With sales for one quarter closing, another one opens. After June 15, producers will be able to purchase quarterly endorsements for October-December 2019 until Sept. 15, January-March 2020 until Dec. 15, April-June 2020 until March 15, 2020, July-September 2020 until June 15, 2020, and October-December 2020 until Sept. 15, 2020.

There are small changes coming to Dairy-RP when the 2020 crop insurance year begins on July 1, 2019. Those changes include eliminating coverage options at the 70% and 75% level, and modifying minimum butterfat and protein coverage/indemnity ranges. Check with your local USDA Farm Service Agency (FSA) official.

Since its launch in October 2018, dairy producers have purchased Dairy-RP endorsements covering about 28.6 billion pounds of milk. Of that, 26.9 billion was covered at the 95% level. In the first quarter of 2019, 179 insured producers received about $5.1 million in indemnity payments due to lost milk revenue.

  • Sign-up for the Dairy Margin Coverage (DMC) program begins June 17 at county USDA FSA offices. Sign-up for 2019 closes on Sept. 20, 2019. No need to rush, but the sooner you sign up, the sooner you’ll receive indemnity payments retroactive to January. FSA is scheduled to begin sending out indemnity payments on July 8, and producers who enroll at the $9.50 per hundredweight (cwt) margin level on the first 5 million pounds of milk are already ensured of payments surpassing their entire 2019 premium costs. (Read: April DMC payments ensured.)

Dairy turns attention to USMCA

After apparently avoiding a renewal of tariff battles between the U.S. and Mexico, U.S. dairy leaders are again turning their attention to passage of the U.S.-Mexico-Canada Agreement (USMCA).
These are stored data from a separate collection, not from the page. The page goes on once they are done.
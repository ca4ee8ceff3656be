//! Response normalization at the API boundary.
//!
//! The order API has grown several response shapes over time: camelCase and
//! snake_case keys, numbers-as-strings for money, variant labels nested one
//! of three ways, legacy Spanish status values. All of that is absorbed here,
//! once; everything past this module sees only the canonical
//! [`lapacho_core::Order`].
//!
//! Only one thing is structural: a created order must have an `id`. Anything
//! else that is missing gets a defensible default.

use chrono::{DateTime, Utc};
use rust_decimal::Decimal;
use serde_json::Value;

use lapacho_core::{
    Contact, Delivery, DeliveryMethod, Email, Order, OrderId, OrderLine, PaymentStatus,
    ProductId, VariantId,
};

use crate::error::CheckoutError;

/// Best-effort contact prefill from a profile response.
#[derive(Debug, Clone, Default, PartialEq, Eq)]
pub struct ContactPrefill {
    pub name: Option<String>,
    pub surname: Option<String>,
    pub email: Option<String>,
    pub phone: Option<String>,
    pub address: Option<String>,
    pub city: Option<String>,
}

/// Normalize an order API response into the canonical [`Order`].
///
/// # Errors
///
/// Returns [`CheckoutError::InvalidResponse`] when the payload has no usable
/// `id` or the contact email is unparseable. Both abort the flow: proceeding
/// would mean holding an order reference we cannot trust.
pub fn order(value: &Value) -> Result<Order, CheckoutError> {
    let id = int_at(value, &["id"])
        .ok_or_else(|| CheckoutError::InvalidResponse("order has no id".to_owned()))?;
    let id = OrderId::new(id);

    let order_number = str_at(value, &["order_number", "orderNumber", "number"])
        .unwrap_or_else(|| format!("#{id}"));

    let items: Vec<OrderLine> = value
        .get("items")
        .and_then(Value::as_array)
        .map(|lines| lines.iter().map(order_line).collect())
        .unwrap_or_default();

    let contact = contact(value)?;
    let items_subtotal: Decimal = items.iter().map(|line| line.subtotal).sum();
    let total =
        decimal_at(value, &["total"]).unwrap_or(items_subtotal);
    let delivery = delivery(value, total - items_subtotal);

    let payment_status = str_at(value, &["payment_status", "paymentStatus", "status"])
        .map_or(PaymentStatus::Pending, |raw| payment_status(&raw));

    let payment_method = value
        .get("payment_method")
        .or_else(|| value.get("paymentMethod"))
        .and_then(|v| serde_json::from_value(v.clone()).ok());

    let created_at = str_at(value, &["created_at", "createdAt", "order_date"])
        .and_then(|raw| DateTime::parse_from_rfc3339(&raw).ok())
        .map_or_else(Utc::now, |dt| dt.with_timezone(&Utc));

    Ok(Order {
        id,
        order_number,
        items,
        contact,
        delivery,
        total,
        payment_method,
        payment_status,
        notes: str_at(value, &["notes"]).unwrap_or_default(),
        created_at,
    })
}

/// Normalize a profile response into prefill data. Never fails; unreadable
/// fields are simply absent.
#[must_use]
pub fn profile(value: &Value) -> ContactPrefill {
    ContactPrefill {
        name: str_at(value, &["first_name", "name", "profile.name", "username"]),
        surname: str_at(value, &["last_name", "surname", "profile.surname"]),
        email: str_at(value, &["email", "profile.email"]),
        phone: str_at(value, &["phone", "telephone", "profile.phone"]),
        address: str_at(value, &["address", "profile.address"]),
        city: str_at(value, &["city", "profile.city"]),
    }
}

fn order_line(value: &Value) -> OrderLine {
    let unit_price = decimal_at(value, &["unit_price", "unitPrice", "price"]).unwrap_or_default();
    let quantity = int_at(value, &["quantity"])
        .and_then(|n| u32::try_from(n).ok())
        .unwrap_or(1);
    let subtotal = decimal_at(value, &["subtotal"])
        .unwrap_or_else(|| unit_price * Decimal::from(quantity));

    OrderLine {
        product_id: ProductId::new(
            int_at(value, &["product_id", "productId", "product.id", "product"]).unwrap_or(0),
        ),
        variant_id: int_at(value, &["variant_id", "variantId", "variant.id"])
            .map(VariantId::new),
        name: str_at(value, &["name", "product_name", "productName", "title"])
            .unwrap_or_default(),
        quantity,
        unit_price,
        subtotal,
        // Variant labels have appeared under all three of these shapes.
        size: str_at(value, &["size", "size_name", "variant.size", "variant.size.name"]),
        color: str_at(value, &["color", "color_name", "variant.color", "variant.color.name"]),
    }
}

fn contact(value: &Value) -> Result<Contact, CheckoutError> {
    let scope = value.get("contact").unwrap_or(value);
    let email_raw = str_at(scope, &["email", "contact_email", "email_contact"])
        .ok_or_else(|| CheckoutError::InvalidResponse("order has no contact email".to_owned()))?;
    let email = Email::parse(&email_raw).map_err(|err| {
        CheckoutError::InvalidResponse(format!("order contact email: {err}"))
    })?;

    Ok(Contact {
        name: str_at(scope, &["name", "first_name"]).unwrap_or_default(),
        surname: str_at(scope, &["surname", "last_name"]).unwrap_or_default(),
        phone: str_at(scope, &["phone", "contact_phone", "phone_contact"]).unwrap_or_default(),
        email,
    })
}

fn delivery(value: &Value, inferred_cost: Decimal) -> Delivery {
    let scope = value.get("delivery").or_else(|| value.get("shipping"));

    let cost = scope
        .and_then(|s| decimal_at(s, &["cost"]))
        .unwrap_or(inferred_cost);

    let method = scope
        .and_then(|s| str_at(s, &["method"]))
        .and_then(|raw| raw.parse().ok())
        // Old responses omit the method entirely; a nonzero cost means ship.
        .unwrap_or(if cost > Decimal::ZERO {
            DeliveryMethod::Ship
        } else {
            DeliveryMethod::Pickup
        });

    Delivery {
        method,
        cost,
        address: scope.and_then(|s| str_at(s, &["address"])),
        city: scope.and_then(|s| str_at(s, &["city"])),
    }
}

/// Map a status string, tolerating the backend's legacy Spanish values.
fn payment_status(raw: &str) -> PaymentStatus {
    match raw {
        "paid" | "pagado" | "aprobado" => PaymentStatus::Paid,
        "failed" | "rechazado" | "cancelado" => PaymentStatus::Failed,
        _ => PaymentStatus::Pending,
    }
}

/// Look up a string under any of the given keys. A key containing dots is a
/// nested path.
fn str_at(value: &Value, keys: &[&str]) -> Option<String> {
    keys.iter().find_map(|key| {
        let found = path(value, key)?;
        match found {
            Value::String(s) if !s.is_empty() => Some(s.clone()),
            _ => None,
        }
    })
}

/// Look up an integer under any of the given keys.
fn int_at(value: &Value, keys: &[&str]) -> Option<i64> {
    keys.iter().find_map(|key| {
        let found = path(value, key)?;
        found
            .as_i64()
            .or_else(|| found.as_str().and_then(|s| s.parse().ok()))
    })
}

/// Look up a decimal under any of the given keys. The backend serializes
/// money both as JSON numbers and as strings ("1500.00").
fn decimal_at(value: &Value, keys: &[&str]) -> Option<Decimal> {
    keys.iter().find_map(|key| {
        let found = path(value, key)?;
        match found {
            Value::String(s) => s.parse().ok(),
            Value::Number(_) => found
                .as_i64()
                .map(Decimal::from)
                .or_else(|| found.as_f64().and_then(|f| Decimal::try_from(f).ok())),
            _ => None,
        }
    })
}

fn path<'a>(value: &'a Value, key: &str) -> Option<&'a Value> {
    key.split('.').try_fold(value, |v, part| v.get(part))
}
//! Persisted cart storage.
//!
//! The cart is client-local; there is no server record of it until order
//! creation. [`CartStore`] is the seam the orchestrator is injected with:
//! production code uses [`JsonCartStore`] (one JSON file, the serialized
//! form of [`Cart`]), tests use [`MemoryCartStore`].

use std::io;
use std::path::PathBuf;
use std::sync::Mutex;

use lapacho_core::Cart;

/// Errors reading or writing the persisted cart.
#[derive(Debug, thiserror::Error)]
pub enum StoreError {
    #[error("I/O error: {0}")]
    Io(#[from] io::Error),
    #[error("cart file is not valid JSON: {0}")]
    Corrupt(#[from] serde_json::Error),
}

/// Storage for the client-local cart.
pub trait CartStore {
    /// Read the persisted cart. Absence is an empty cart, not an error.
    ///
    /// # Errors
    ///
    /// Returns an error if the store exists but cannot be read or parsed.
    fn get(&self) -> Result<Cart, StoreError>;

    /// Replace the persisted cart.
    ///
    /// # Errors
    ///
    /// Returns an error if the cart cannot be written.
    fn set(&self, cart: &Cart) -> Result<(), StoreError>;

    /// Remove the persisted cart entirely.
    ///
    /// # Errors
    ///
    /// Returns an error if the store cannot be cleared.
    fn clear(&self) -> Result<(), StoreError>;
}

impl<T: CartStore> CartStore for std::sync::Arc<T> {
    fn get(&self) -> Result<Cart, StoreError> {
        (**self).get()
    }

    fn set(&self, cart: &Cart) -> Result<(), StoreError> {
        (**self).set(cart)
    }

    fn clear(&self) -> Result<(), StoreError> {
        (**self).clear()
    }
}

/// File-backed cart store: one JSON document, the serialized [`Cart`].
#[derive(Debug, Clone)]
pub struct JsonCartStore {
    path: PathBuf,
}

impl JsonCartStore {
    /// Create a store backed by the given file path.
    pub fn new(path: impl Into<PathBuf>) -> Self {
        Self { path: path.into() }
    }
}

impl CartStore for JsonCartStore {
    fn get(&self) -> Result<Cart, StoreError> {
        match std::fs::read_to_string(&self.path) {
            Ok(raw) => Ok(serde_json::from_str(&raw)?),
            Err(err) if err.kind() == io::ErrorKind::NotFound => Ok(Cart::default()),
            Err(err) => Err(err.into()),
        }
    }

    fn set(&self, cart: &Cart) -> Result<(), StoreError> {
        let raw = serde_json::to_string(cart)?;
        std::fs::write(&self.path, raw)?;
        Ok(())
    }

    fn clear(&self) -> Result<(), StoreError> {
        match std::fs::remove_file(&self.path) {
            Ok(()) => Ok(()),
            Err(err) if err.kind() == io::ErrorKind::NotFound => Ok(()),
            Err(err) => Err(err.into()),
        }
    }
}

/// In-memory cart store for tests.
#[derive(Debug, Default)]
pub struct MemoryCartStore {
    cart: Mutex<Option<Cart>>,
}

impl MemoryCartStore {
    /// Create a store pre-populated with a cart.
    #[must_use]
    pub fn with_cart(cart: Cart) -> Self {
        Self {
            cart: Mutex::new(Some(cart)),
        }
    }

    /// Whether the store currently holds a cart.
    ///
    /// # Panics
    ///
    /// Panics if the internal mutex is poisoned.
    #[must_use]
    pub fn is_cleared(&self) -> bool {
        self.cart.lock().expect("cart mutex poisoned").is_none()
    }
}

impl CartStore for MemoryCartStore {
    fn get(&self) -> Result<Cart, StoreError> {
        Ok(self
            .cart
            .lock()
            .expect("cart mutex poisoned")
            .clone()
            .unwrap_or_default())
    }

    fn set(&self, cart: &Cart) -> Result<(), StoreError> {
        *self.cart.lock().expect("cart mutex poisoned") = Some(cart.clone());
        Ok(())
    }

    fn clear(&self) -> Result<(), StoreError> {
        *self.cart.lock().expect("cart mutex poisoned") = None;
        Ok(())
    }
}

#[cfg(test)]
mod tests {
    use super::*;
    use lapacho_core::{CartItem, ProductId};
    use rust_decimal::Decimal;

    fn sample_cart() -> Cart {
        Cart::new(vec![CartItem {
            product_id: ProductId::new(1),
            variant_id: None,
            name: "Ambo clásico".to_owned(),
            unit_price: Decimal::from(2500),
            quantity: 2,
            size: Some("M".to_owned()),
            color: None,
            stock: None,
        }])
    }

    #[test]
    fn missing_file_reads_as_empty_cart() {
        let dir = tempfile::tempdir().unwrap();
        let store = JsonCartStore::new(dir.path().join("cart.json"));
        assert!(store.get().unwrap().is_empty());
    }

    #[test]
    fn json_store_round_trips() {
        let dir = tempfile::tempdir().unwrap();
        let store = JsonCartStore::new(dir.path().join("cart.json"));

        store.set(&sample_cart()).unwrap();
        assert_eq!(store.get().unwrap(), sample_cart());

        store.clear().unwrap();
        assert!(store.get().unwrap().is_empty());
    }

    #[test]
    fn clearing_a_missing_file_is_fine() {
        let dir = tempfile::tempdir().unwrap();
        let store = JsonCartStore::new(dir.path().join("cart.json"));
        store.clear().unwrap();
    }

    #[test]
    fn corrupt_file_is_an_error_not_a_panic() {
        let dir = tempfile::tempdir().unwrap();
        let path = dir.path().join("cart.json");
        std::fs::write(&path, "{not json").unwrap();

        let store = JsonCartStore::new(path);
        assert!(matches!(store.get(), Err(StoreError::Corrupt(_))));
    }

    #[test]
    fn memory_store_reports_cleared() {
        let store = MemoryCartStore::with_cart(sample_cart());
        assert!(!store.is_cleared());
        store.clear().unwrap();
        assert!(store.is_cleared());
    }
}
President Donald Trump called off a threat to impose import tariffs on all products from Mexico, originally set to start June 10, if the two countries couldn’t come to an agreement over Mexico’s steps to curtail illegal immigration. (Read: New threat of tariffs on Mexican goods puts dairy exports in crosshairs again.) Prior to that agreement, Mexico had developed a list of U.S. goods and services – including some dairy products – targeted for retaliatory tariffs.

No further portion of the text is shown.